## ACTIVITY
Transcribe the whole listing precisely, leaving nothing out.

## STUDY MATERIAL
========================
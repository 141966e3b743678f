//! File-backed key-value store for native builds.

use std::path::{Path, PathBuf};

use super::{KeyValueStore, StorageError};

/// Stores each key as `<dir>/<key>.json`.
#[derive(Debug, Clone)]
pub struct FileStore {
    dir: PathBuf,
}

impl FileStore {
    /// Use `dir` as the storage directory, creating it if needed.
    pub fn new(dir: impl Into<PathBuf>) -> Result<Self, StorageError> {
        let dir = dir.into();
        std::fs::create_dir_all(&dir)?;
        log::debug!("File store at {:?}", dir);
        Ok(Self { dir })
    }

    /// Default data directory (`<data_dir>/fotosel`), if one can be determined.
    pub fn default_dir() -> Option<PathBuf> {
        if let Some(data_dir) = dirs::data_dir() {
            Some(data_dir.join("fotosel"))
        } else {
            dirs::home_dir().map(|home| home.join(".local").join("share").join("fotosel"))
        }
    }

    /// Open the store in the default data directory.
    pub fn open_default() -> Result<Self, StorageError> {
        let dir = Self::default_dir().ok_or_else(|| {
            StorageError::Unavailable("Could not determine data directory".to_string())
        })?;
        Self::new(dir)
    }

    pub fn dir(&self) -> &Path {
        &self.dir
    }

    fn path_for(&self, key: &str) -> PathBuf {
        let name: String = key
            .chars()
            .map(|c| if c.is_ascii_alphanumeric() || c == '-' || c == '_' { c } else { '_' })
            .collect();
        self.dir.join(format!("{name}.json"))
    }
}

impl KeyValueStore for FileStore {
    fn get_item(&self, key: &str) -> Result<Option<String>, StorageError> {
        let path = self.path_for(key);
        match std::fs::read_to_string(&path) {
            Ok(contents) => Ok(Some(contents)),
            Err(e) if e.kind() == std::io::ErrorKind::NotFound => Ok(None),
            Err(e) => Err(StorageError::read(key, e.to_string())),
        }
    }

    fn set_item(&mut self, key: &str, value: &str) -> Result<(), StorageError> {
        let path = self.path_for(key);
        // Sibling temp file, then rename over the old value
        let tmp = path.with_extension("json.tmp");
        std::fs::write(&tmp, value).map_err(|e| StorageError::write(key, e.to_string()))?;
        std::fs::rename(&tmp, &path).map_err(|e| StorageError::write(key, e.to_string()))?;
        Ok(())
    }

    fn remove_item(&mut self, key: &str) -> Result<(), StorageError> {
        match std::fs::remove_file(self.path_for(key)) {
            Ok(()) => Ok(()),
            Err(e) if e.kind() == std::io::ErrorKind::NotFound => Ok(()),
            Err(e) => Err(StorageError::write(key, e.to_string())),
        }
    }
}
========================
## RESPONSE TO THIS EXERCISE
repository 141966e3b743678f
//! File-backed key-value store for native builds.

use std::path::{Path, PathBuf};

use super::{KeyValueStore, StorageError};

/// Stores each key as `<dir>/<key>.json`.
#[derive(Debug, Clone)]
pub struct FileStore {
    dir: PathBuf,
}

impl FileStore {
    /// Use `dir` as the storage directory, creating it if needed.
    pub fn new(dir: impl Into<PathBuf>) -> Result<Self, StorageError> {
        let dir = dir.into();
        std::fs::create_dir_all(&dir)?;
        log::debug!("File store at {:?}", dir);
        Ok(Self { dir })
    }

    /// Default data directory (`<data_dir>/fotosel`), if one can be determined.
    pub fn default_dir() -> Option<PathBuf> {
        if let Some(data_dir) = dirs::data_dir() {
            Some(data_dir.join("fotosel"))
        } else {
            dirs::home_dir().map(|home| home.join(".local").join("share").join("fotosel"))
        }
    }

    /// Open the store in the default data directory.
    pub fn open_default() -> Result<Self, StorageError> {
        let dir = Self::default_dir().ok_or_else(|| {
            StorageError::Unavailable("Could not determine data directory".to_string())
        })?;
        Self::new(dir)
    }

    pub fn dir(&self) -> &Path {
        &self.dir
    }

    fn path_for(&self, key: &str) -> PathBuf {
        let name: String = key
            .chars()
            .map(|c| if c.is_ascii_alphanumeric() || c == '-' || c == '_' { c } else { '_' })
            .collect();
        self.dir.join(format!("{name}.json"))
    }
}

impl KeyValueStore for FileStore {
    fn get_item(&self, key: &str) -> Result<Option<String>, StorageError> {
        let path = self.path_for(key);
        match std::fs::read_to_string(&path) {
            Ok(contents) => Ok(Some(contents)),
            Err(e) if e.kind() == std::io::ErrorKind::NotFound => Ok(None),
            Err(e) => Err(StorageError::read(key, e.to_string())),
        }
    }

    fn set_item(&mut self, key: &str, value: &str) -> Result<(), StorageError> {
        let path = self.path_for(key);
        // Sibling temp file, then rename over the old value
        let tmp = path.with_extension("json.tmp");
        std::fs::write(&tmp, value).map_err(|e| StorageError::write(key, e.to_string()))?;
        std::fs::rename(&tmp, &path).map_err(|e| StorageError::write(key, e.to_string()))?;
        Ok(())
    }

    fn remove_item(&mut self, key: &str) -> Result<(), StorageError> {
        match std::fs::remove_file(self.path_for(key)) {
            Ok(()) => Ok(()),
            Err(e) if e.kind() == std::io::ErrorKind::NotFound => Ok(()),
            Err(e) => Err(StorageError::write(key, e.to_string())),
        }
    }
}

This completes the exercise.